The University of Wyoming Museum welcomed Artistic Director of Native Youth theater company, Red Eagle Soaring, Tara Moses. For the museum’s 50th anniversary show, the university opened a new theme of, The New West. Their goal is to refrain from new ideas and show traditional narratives to highlight the indigenous voices.
Moses, a Muskogee citizen, shares her voice about the contemporary American theater landscape. Moses started auditioning for theater after she moved from her reservation in Tusla, Oklahoma, when she was eight years old.
“I was moving from a place where I was just surrounded by natives all day every day, until all of a sudden I’m in a new school, a new community, and I’m the first and only native they’ve ever had… I was really missing that true feeling of community, and theater slowly brought that back to me.”
American Theatre is a colonized art form, rooted in the Western European model of theater. When Moses tried to start as a performer, she noticed quickly that they did not want her to succeed in that area due to the indigenous background she carried.
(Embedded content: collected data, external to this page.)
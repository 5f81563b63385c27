//! Fault types and reporting for speech pipeline stations.
//!
//! No single sentence's failure stops a run. Stations recover locally and hand
//! the fault to an [`ErrorReporter`] instead of returning it.

use std::fmt;
use std::sync::Mutex;

/// Why a sequencer message was discarded.
#[derive(Debug, Clone, Copy, PartialEq, Eq)]
pub enum Violation {
    /// Index already played or skipped.
    StaleIndex,
    /// Index already waiting in the pending map.
    DuplicateIndex,
    /// Index at or beyond the announced sentence count.
    BeyondEnd,
    /// A second end-of-stream announcement.
    RepeatedEndOfStream,
}

impl fmt::Display for Violation {
    fn fmt(&self, f: &mut fmt::Formatter<'_>) -> fmt::Result {
        let text = match self {
            Violation::StaleIndex => "index below cursor",
            Violation::DuplicateIndex => "duplicate pending index",
            Violation::BeyondEnd => "index after declared end of stream",
            Violation::RepeatedEndOfStream => "repeated end-of-stream",
        };
        f.write_str(text)
    }
}

/// Recoverable faults raised by pipeline stations.
#[derive(Debug, Clone, PartialEq, Eq)]
pub enum PipelineFault {
    /// The sentence splitter failed; the buffer was kept as one segment.
    Segmentation(String),
    /// Synthesis failed or timed out; the sentence will be skipped.
    Synthesis { index: u64, message: String },
    /// The player failed; the sequencer moved on to the next index.
    Playback { index: u64, message: String },
    /// A sequencer message broke the ordering protocol and was discarded.
    ProtocolViolation { index: u64, violation: Violation },
}

impl fmt::Display for PipelineFault {
    fn fmt(&self, f: &mut fmt::Formatter<'_>) -> fmt::Result {
        match self {
            PipelineFault::Segmentation(msg) => write!(f, "Segmentation fault: {}", msg),
            PipelineFault::Synthesis { index, message } => {
                write!(f, "Synthesis failure for sentence {}: {}", index, message)
            }
            PipelineFault::Playback { index, message } => {
                write!(f, "Playback failure for sentence {}: {}", index, message)
            }
            PipelineFault::ProtocolViolation { index, violation } => {
                write!(f, "Protocol violation for sentence {}: {}", index, violation)
            }
        }
    }
}

impl std::error::Error for PipelineFault {}

/// Trait for reporting station faults.
pub trait ErrorReporter: Send + Sync {
    /// Reports a fault from a station.
    fn report(&self, station: &str, fault: &PipelineFault);
}

/// Reporter that logs faults through `tracing`.
#[derive(Debug, Clone, Copy, Default)]
pub struct LogReporter;

impl ErrorReporter for LogReporter {
    fn report(&self, station: &str, fault: &PipelineFault) {
        tracing::warn!(station, "{}", fault);
    }
}

/// Reporter that keeps every fault, for inspection after a run.
#[derive(Debug, Default)]
pub struct CollectingReporter {
    faults: Mutex<Vec<(String, PipelineFault)>>,
}

impl CollectingReporter {
    pub fn new() -> Self {
        Self::default()
    }

    /// All faults reported so far, with the reporting station's name.
    pub fn faults(&self) -> Vec<(String, PipelineFault)> {
        match self.faults.lock() {
            Ok(faults) => faults.clone(),
            Err(poisoned) => poisoned.into_inner().clone(),
        }
    }

    /// Number of protocol violations reported so far.
    pub fn violation_count(&self) -> usize {
        self.faults()
            .iter()
            .filter(|(_, f)| matches!(f, PipelineFault::ProtocolViolation { .. }))
            .count()
    }
}

impl ErrorReporter for CollectingReporter {
    fn report(&self, station: &str, fault: &PipelineFault) {
        let mut faults = match self.faults.lock() {
            Ok(faults) => faults,
            Err(poisoned) => poisoned.into_inner(),
        };
        faults.push((station.to_string(), fault.clone()));
    }
}
#[cfg(test)]
mod tests {
    use super::*;
    use crate::playback::MockPlayer;
    use crate::speech::report::{CollectingReporter, PipelineFault};
    use crate::tts::MockSynthesizer;
    use futures_util::stream;
    use tempfile::TempDir;

    fn fragments(parts: &[&str]) -> impl Stream<Item = String> + Send + 'static {
        stream::iter(parts.iter().map(|p| p.to_string()).collect::<Vec<_>>())
    }

    fn fast_config() -> SpeechPipelineConfig {
        SpeechPipelineConfig::default()
            .with_workers(3)
            .with_synthesis_timeout(Duration::from_secs(2))
    }

    #[test]
    fn test_default_config() {
        let config = SpeechPipelineConfig::default();
        assert_eq!(config.dispatcher.workers, 1);
        assert_eq!(config.dispatcher.intake_depth, 5);
        assert_eq!(config.sequencer.completion_grace, Duration::from_secs(35));
        assert_eq!(config.event_capacity(), 6);
    }

    #[test]
    fn test_timeout_moves_grace() {
        let config = SpeechPipelineConfig::default().with_synthesis_timeout(Duration::from_secs(1));
        assert_eq!(config.sequencer.completion_grace, Duration::from_secs(6));

        let config = config.with_completion_grace(Duration::from_millis(1500));
        assert_eq!(config.dispatcher.synthesis_timeout, Duration::from_secs(1));
        assert_eq!(config.sequencer.completion_grace, Duration::from_millis(1500));
    }

    #[test]
    fn test_from_config() {
        let mut config = Config::default();
        config.synthesis.workers = 4;
        config.synthesis.intake_depth = 8;
        config.synthesis.timeout_ms = 1000;

        let pipeline_config = SpeechPipelineConfig::from_config(&config);
        assert_eq!(pipeline_config.dispatcher.workers, 4);
        assert_eq!(pipeline_config.dispatcher.intake_depth, 8);
        assert_eq!(pipeline_config.sequencer.completion_grace, Duration::from_secs(6));

        config.pipeline.completion_grace_ms = Some(250);
        let pipeline_config = SpeechPipelineConfig::from_config(&config);
        assert_eq!(
            pipeline_config.sequencer.completion_grace,
            Duration::from_millis(250)
        );
    }

    #[tokio::test]
    async fn test_plays_sentences_in_order_despite_fast_last_sentence() {
        let synth = MockSynthesizer::new("mock")
            .with_delay_for("Hi there.", Duration::from_millis(60))
            .with_delay_for("How are you?", Duration::from_millis(30));
        let player = MockPlayer::new();

        let summary = SpeechPipeline::with_config(fast_config())
            .run(
                fragments(&["Hi there. How ", "are you? I'm ", "fine."]),
                Arc::new(synth),
                Arc::new(player.clone()),
            )
            .await
            .unwrap();

        assert_eq!(
            player.played_texts(),
            vec!["Hi there.", "How are you?", "I'm fine."]
        );
        assert_eq!(summary.sentences, 3);
        assert_eq!(summary.played, 3);
        assert!(summary.is_complete());
        assert!(!player.overlapped());
    }

    #[tokio::test]
    async fn test_empty_stream_finishes_without_playing() {
        let player = MockPlayer::new();
        let summary = SpeechPipeline::new()
            .run(
                fragments(&["", "   "]),
                Arc::new(MockSynthesizer::new("mock")),
                Arc::new(player.clone()),
            )
            .await
            .unwrap();

        assert_eq!(summary.sentences, 0);
        assert_eq!(summary.outcome, SequencerOutcome::Finished);
        assert!(player.played_indices().is_empty());
    }

    #[tokio::test]
    async fn test_synthesis_failure_is_skipped() {
        let synth = MockSynthesizer::new("mock").with_failure_for("Two.");
        let reporter = Arc::new(CollectingReporter::new());
        let player = MockPlayer::new();

        let summary = SpeechPipeline::with_config(fast_config())
            .with_error_reporter(reporter.clone())
            .run(
                fragments(&["One. Two. ", "Three."]),
                Arc::new(synth),
                Arc::new(player.clone()),
            )
            .await
            .unwrap();

        assert_eq!(player.played_texts(), vec!["One.", "Three."]);
        assert_eq!(summary.skipped, 1);
        assert!(matches!(
            reporter.faults()[0].1,
            PipelineFault::Synthesis { index: 1, .. }
        ));
    }

    #[tokio::test]
    async fn test_splitter_failure_speaks_buffer_whole() {
        struct BrokenSplitter;

        impl SentenceSplitter for BrokenSplitter {
            fn split(&self, _text: &str) -> Result<Vec<String>> {
                Err(SayflowError::Segmentation {
                    message: "splitter unavailable".to_string(),
                })
            }
        }

        let reporter = Arc::new(CollectingReporter::new());
        let player = MockPlayer::new();

        let summary = SpeechPipeline::new()
            .with_splitter(Box::new(BrokenSplitter))
            .with_error_reporter(reporter.clone())
            .run(
                fragments(&["One. ", "Two."]),
                Arc::new(MockSynthesizer::new("mock")),
                Arc::new(player.clone()),
            )
            .await
            .unwrap();

        assert_eq!(player.played_texts(), vec!["One. Two."]);
        assert_eq!(summary.sentences, 1);
        assert!(matches!(
            reporter.faults()[0].1,
            PipelineFault::Segmentation(_)
        ));
    }

    fn numbered_sentences(n: usize) -> String {
        (0..n).map(|i| format!("Sentence {i}. ")).collect()
    }

    #[tokio::test]
    async fn test_stalled_first_sentence_bounds_finished_audio() {
        let synth = MockSynthesizer::new("mock")
            .with_delay_for("Sentence 0.", Duration::from_secs(5));
        let config = SpeechPipelineConfig::default()
            .with_workers(2)
            .with_intake_depth(2)
            .with_synthesis_timeout(Duration::from_secs(10));
        let text = numbered_sentences(200);

        let handle = SpeechPipeline::with_config(config).start(
            fragments(&[text.as_str()]),
            Arc::new(synth.clone()),
            Arc::new(MockPlayer::new()),
        );
        tokio::time::sleep(Duration::from_millis(300)).await;
        handle.stop();

        let summary = tokio::time::timeout(Duration::from_secs(2), handle.wait())
            .await
            .expect("stop should end the run")
            .unwrap();
        assert_eq!(summary.outcome, SequencerOutcome::Stopped);
        assert!(summary.abandoned <= 2, "held {} finished sentences", summary.abandoned);
        assert!(synth.calls() <= 2, "synthesized {} sentences ahead", synth.calls());
    }

    #[tokio::test]
    async fn test_slow_first_sentence_with_shallow_intake_finishes() {
        let synth = MockSynthesizer::new("mock")
            .with_delay_for("Sentence 0.", Duration::from_millis(100));
        let player = MockPlayer::new();
        let config = SpeechPipelineConfig::default()
            .with_workers(2)
            .with_intake_depth(2)
            .with_synthesis_timeout(Duration::from_secs(2));

        let summary = SpeechPipeline::with_config(config)
            .run(
                fragments(&[numbered_sentences(10).as_str()]),
                Arc::new(synth),
                Arc::new(player.clone()),
            )
            .await
            .unwrap();

        assert!(summary.is_complete());
        assert_eq!(player.played_indices(), (0..10).collect::<Vec<u64>>());
    }

    #[tokio::test]
    async fn test_files_removed_after_run() {
        let dir = TempDir::new().unwrap();
        let store = ArtifactStore::directory(dir.path(), "run", "opus");
        let player = MockPlayer::new();

        let summary = SpeechPipeline::with_config(fast_config())
            .with_artifact_store(store)
            .run(
                fragments(&["First one. Second one. Third one."]),
                Arc::new(MockSynthesizer::new("mock")),
                Arc::new(player.clone()),
            )
            .await
            .unwrap();

        assert_eq!(summary.played, 3);
        assert_eq!(std::fs::read_dir(dir.path()).unwrap().count(), 0);
    }

    #[tokio::test]
    async fn test_concurrent_runs_sharing_a_store_keep_their_audio() {
        let dir = TempDir::new().unwrap();
        let store = ArtifactStore::directory(dir.path(), "shared", "opus");
        let synth = MockSynthesizer::new("mock").with_delay(Duration::from_millis(20));
        let player_a = MockPlayer::new();
        let player_b = MockPlayer::new();

        let run_a = SpeechPipeline::with_config(fast_config())
            .with_artifact_store(store.clone())
            .run(
                fragments(&["Alpha one. Alpha two."]),
                Arc::new(synth.clone()),
                Arc::new(player_a.clone()),
            );
        let run_b = SpeechPipeline::with_config(fast_config())
            .with_artifact_store(store)
            .run(
                fragments(&["Bravo one. Bravo two."]),
                Arc::new(synth),
                Arc::new(player_b.clone()),
            );
        let (a, b) = tokio::join!(run_a, run_b);

        assert!(a.unwrap().is_complete());
        assert!(b.unwrap().is_complete());
        assert_eq!(player_a.played_texts(), vec!["Alpha one.", "Alpha two."]);
        assert_eq!(player_b.played_texts(), vec!["Bravo one.", "Bravo two."]);
        assert_eq!(std::fs::read_dir(dir.path()).unwrap().count(), 0);
    }

    #[tokio::test]
    async fn test_stop_ends_open_stream() {
        let handle = SpeechPipeline::new().start(
            fragments(&["Said before stop. "]).chain(stream::pending()),
            Arc::new(MockSynthesizer::new("mock")),
            Arc::new(MockPlayer::new()),
        );
        assert!(handle.is_running());

        tokio::time::sleep(Duration::from_millis(20)).await;
        handle.stop();
        assert!(!handle.is_running());

        let summary = tokio::time::timeout(Duration::from_secs(1), handle.wait())
            .await
            .expect("stop should end the run")
            .unwrap();
        assert_eq!(summary.outcome, SequencerOutcome::Stopped);
        assert_eq!(summary.played, 0, "unconfirmed sentence is never played");
    }

    #[tokio::test]
    async fn test_stop_with_hanging_synthesis_returns_promptly() {
        let handle = SpeechPipeline::with_config(
            SpeechPipelineConfig::default().with_synthesis_timeout(Duration::from_secs(30)),
        )
        .start(
            fragments(&["One. Two. Three."]),
            Arc::new(MockSynthesizer::new("mock").hanging()),
            Arc::new(MockPlayer::new()),
        );

        tokio::time::sleep(Duration::from_millis(20)).await;
        handle.stop_signal().stop();

        let summary = tokio::time::timeout(Duration::from_secs(1), handle.wait())
            .await
            .expect("stop must not wait for hung synthesis")
            .unwrap();
        assert_eq!(summary.outcome, SequencerOutcome::Stopped);
    }
}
This experience sparked Moses’ true reasoning for her interest in theater as a career was when she saw the lack of representation for Native Americans in the field. She wanted to be one of the first as producers to open up playwrights with raw native storylines.
“Whenever you give Native artists and artists these positions of power, we’re able to flatten this hierarchy and really center authenticity, community and culture and ritual, fully. All of these artists are all lifted up, and we’re able to share parts of ourselves that the American stage has never seen before.”
Moses speaks out continuously on her views on the topic and expresses her love for theater but that the narrative behind some playwrights need to change and start to bring out true culture. One of her main ideas behind this was when she did the production of Pocahontas and used real native ideas and values.
She directed it at Sante Fe Playhouse in Georgia. Pocahontas is known as the first in to indigenous films and playwright. Although, it still never brought the true, native ideas.
“It was a super traumatizing experience to create work, not for Native people, but so centered on like such a hard story that so many Native people, especially native women understand and to see most of the true meaning of the story taken out, especially the missing and murdered indigenous women girls, and to spin it into a white narrative”
When Moses started directing, she brought about the idea of Creative Sovereignty, which is the inherent ability to self govern how we tell our stories. When Moses directs, she wants it to be from the true background of the story she’s telling and not something to fit the popular demand.
Moses empowers Native artists, centers authenticity in productions, and discusses reframing classic plays to include indigenous perspectives and challenge colonialism.
“The first indigenous playwright to reach New York wasn’t until 2019. The most depressing success.”